> [What you have to do]
Where a line holds the word "UserPatch", copy it from the records.

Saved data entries
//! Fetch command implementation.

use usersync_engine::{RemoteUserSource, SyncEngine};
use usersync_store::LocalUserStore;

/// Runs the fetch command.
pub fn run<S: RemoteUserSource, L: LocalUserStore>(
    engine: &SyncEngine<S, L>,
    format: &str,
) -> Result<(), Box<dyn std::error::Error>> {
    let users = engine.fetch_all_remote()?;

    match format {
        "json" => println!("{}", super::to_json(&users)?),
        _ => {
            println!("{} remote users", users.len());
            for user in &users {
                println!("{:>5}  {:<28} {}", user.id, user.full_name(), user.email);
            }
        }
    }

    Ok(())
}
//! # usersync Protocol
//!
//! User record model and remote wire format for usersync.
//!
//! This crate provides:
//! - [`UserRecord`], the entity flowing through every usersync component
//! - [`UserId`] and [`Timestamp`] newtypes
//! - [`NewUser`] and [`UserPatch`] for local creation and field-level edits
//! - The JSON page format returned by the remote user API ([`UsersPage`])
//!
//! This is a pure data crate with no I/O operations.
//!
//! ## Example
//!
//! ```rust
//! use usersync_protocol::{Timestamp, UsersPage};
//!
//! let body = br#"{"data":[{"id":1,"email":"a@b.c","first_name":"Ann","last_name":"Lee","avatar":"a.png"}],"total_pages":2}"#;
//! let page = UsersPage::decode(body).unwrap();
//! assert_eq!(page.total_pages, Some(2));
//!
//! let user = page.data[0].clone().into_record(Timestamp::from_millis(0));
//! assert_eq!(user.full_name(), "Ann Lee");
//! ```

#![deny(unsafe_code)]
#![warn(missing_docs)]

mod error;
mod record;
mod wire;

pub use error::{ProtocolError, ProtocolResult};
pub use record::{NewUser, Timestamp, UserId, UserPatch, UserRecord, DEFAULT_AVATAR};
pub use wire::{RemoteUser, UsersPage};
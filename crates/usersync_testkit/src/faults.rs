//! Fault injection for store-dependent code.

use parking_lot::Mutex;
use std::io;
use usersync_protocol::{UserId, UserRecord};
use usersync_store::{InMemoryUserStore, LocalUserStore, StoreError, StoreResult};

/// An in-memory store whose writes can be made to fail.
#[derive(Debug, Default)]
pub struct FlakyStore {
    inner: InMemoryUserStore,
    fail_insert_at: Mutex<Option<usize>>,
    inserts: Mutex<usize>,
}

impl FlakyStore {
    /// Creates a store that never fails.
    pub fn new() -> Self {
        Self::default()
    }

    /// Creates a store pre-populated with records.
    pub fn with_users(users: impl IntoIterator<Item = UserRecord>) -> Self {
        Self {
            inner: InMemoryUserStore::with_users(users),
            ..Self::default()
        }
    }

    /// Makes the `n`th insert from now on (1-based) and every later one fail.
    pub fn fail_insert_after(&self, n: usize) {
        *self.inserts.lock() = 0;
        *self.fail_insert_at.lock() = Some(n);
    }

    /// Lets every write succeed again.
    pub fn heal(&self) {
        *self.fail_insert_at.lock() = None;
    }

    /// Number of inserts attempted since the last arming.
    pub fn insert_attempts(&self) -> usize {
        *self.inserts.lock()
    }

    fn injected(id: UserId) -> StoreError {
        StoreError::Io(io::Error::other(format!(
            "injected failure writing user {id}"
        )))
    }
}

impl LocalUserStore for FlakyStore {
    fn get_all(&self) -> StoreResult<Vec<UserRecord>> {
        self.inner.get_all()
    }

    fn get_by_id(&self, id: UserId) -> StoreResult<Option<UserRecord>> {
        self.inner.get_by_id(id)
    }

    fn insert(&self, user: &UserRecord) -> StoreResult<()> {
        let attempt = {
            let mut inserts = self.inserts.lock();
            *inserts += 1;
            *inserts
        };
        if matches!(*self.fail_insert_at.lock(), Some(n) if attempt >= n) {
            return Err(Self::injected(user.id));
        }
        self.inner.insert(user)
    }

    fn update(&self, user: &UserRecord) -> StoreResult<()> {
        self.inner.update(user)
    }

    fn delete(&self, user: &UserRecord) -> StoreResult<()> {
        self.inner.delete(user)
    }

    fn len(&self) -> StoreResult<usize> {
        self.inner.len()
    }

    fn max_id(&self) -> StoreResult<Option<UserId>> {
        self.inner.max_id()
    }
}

> [Task result]
//! - [`NewUser`] and [`UserPatch`] for local creation and field-level edits
pub use record::{NewUser, Timestamp, UserId, UserPatch, UserRecord, DEFAULT_AVATAR};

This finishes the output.